◆ Task goal ◆
Reproduce the entries. Each one must match the original exactly.

◆ Stored items from a collection ◆

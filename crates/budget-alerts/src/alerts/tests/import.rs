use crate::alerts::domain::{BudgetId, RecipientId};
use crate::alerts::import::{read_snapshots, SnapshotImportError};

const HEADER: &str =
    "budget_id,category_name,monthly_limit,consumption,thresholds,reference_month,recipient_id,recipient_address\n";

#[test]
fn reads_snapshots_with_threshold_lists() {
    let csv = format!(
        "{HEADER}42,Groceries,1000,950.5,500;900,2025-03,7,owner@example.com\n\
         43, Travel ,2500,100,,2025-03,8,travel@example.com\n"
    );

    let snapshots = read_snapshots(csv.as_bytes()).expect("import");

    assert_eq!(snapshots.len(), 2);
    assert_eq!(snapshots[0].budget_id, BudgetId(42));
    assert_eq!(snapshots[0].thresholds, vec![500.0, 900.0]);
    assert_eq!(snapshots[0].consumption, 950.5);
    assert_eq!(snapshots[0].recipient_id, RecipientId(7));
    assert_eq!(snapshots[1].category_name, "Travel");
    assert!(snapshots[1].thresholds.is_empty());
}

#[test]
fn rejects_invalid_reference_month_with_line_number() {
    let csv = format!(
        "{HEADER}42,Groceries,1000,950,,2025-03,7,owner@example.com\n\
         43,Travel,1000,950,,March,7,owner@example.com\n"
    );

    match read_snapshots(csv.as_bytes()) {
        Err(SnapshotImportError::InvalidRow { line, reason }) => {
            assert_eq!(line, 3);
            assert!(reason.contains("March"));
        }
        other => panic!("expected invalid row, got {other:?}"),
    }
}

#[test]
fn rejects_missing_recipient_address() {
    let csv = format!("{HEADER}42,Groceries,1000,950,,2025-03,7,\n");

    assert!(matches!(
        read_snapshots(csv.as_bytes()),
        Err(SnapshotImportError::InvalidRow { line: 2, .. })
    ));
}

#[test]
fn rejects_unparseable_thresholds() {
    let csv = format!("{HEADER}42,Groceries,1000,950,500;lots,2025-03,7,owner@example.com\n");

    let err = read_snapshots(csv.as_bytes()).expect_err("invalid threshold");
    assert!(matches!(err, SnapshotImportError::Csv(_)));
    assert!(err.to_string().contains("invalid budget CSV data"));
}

◆ Answer for the task ◆
filename crates/budget-alerts/src/alerts/tests/import.rs
use crate::alerts::domain::{BudgetId, RecipientId};
use crate::alerts::import::{read_snapshots, SnapshotImportError};

const HEADER: &str =
    "budget_id,category_name,monthly_limit,consumption,thresholds,reference_month,recipient_id,recipient_address\n";

#[test]
fn reads_snapshots_with_threshold_lists() {
    let csv = format!(
        "{HEADER}42,Groceries,1000,950.5,500;900,2025-03,7,owner@example.com\n\
         43, Travel ,2500,100,,2025-03,8,travel@example.com\n"
    );

    let snapshots = read_snapshots(csv.as_bytes()).expect("import");

    assert_eq!(snapshots.len(), 2);
    assert_eq!(snapshots[0].budget_id, BudgetId(42));
    assert_eq!(snapshots[0].thresholds, vec![500.0, 900.0]);
    assert_eq!(snapshots[0].consumption, 950.5);
    assert_eq!(snapshots[0].recipient_id, RecipientId(7));
    assert_eq!(snapshots[1].category_name, "Travel");
    assert!(snapshots[1].thresholds.is_empty());
}

#[test]
fn rejects_invalid_reference_month_with_line_number() {
    let csv = format!(
        "{HEADER}42,Groceries,1000,950,,2025-03,7,owner@example.com\n\
         43,Travel,1000,950,,March,7,owner@example.com\n"
    );

    match read_snapshots(csv.as_bytes()) {
        Err(SnapshotImportError::InvalidRow { line, reason }) => {
            assert_eq!(line, 3);
            assert!(reason.contains("March"));
        }
        other => panic!("expected invalid row, got {other:?}"),
    }
}

#[test]
fn rejects_missing_recipient_address() {
    let csv = format!("{HEADER}42,Groceries,1000,950,,2025-03,7,\n");

    assert!(matches!(
        read_snapshots(csv.as_bytes()),
        Err(SnapshotImportError::InvalidRow { line: 2, .. })
    ));
}

#[test]
fn rejects_unparseable_thresholds() {
    let csv = format!("{HEADER}42,Groceries,1000,950,500;lots,2025-03,7,owner@example.com\n");

    let err = read_snapshots(csv.as_bytes()).expect_err("invalid threshold");
    assert!(matches!(err, SnapshotImportError::Csv(_)));
    assert!(err.to_string().contains("invalid budget CSV data"));
}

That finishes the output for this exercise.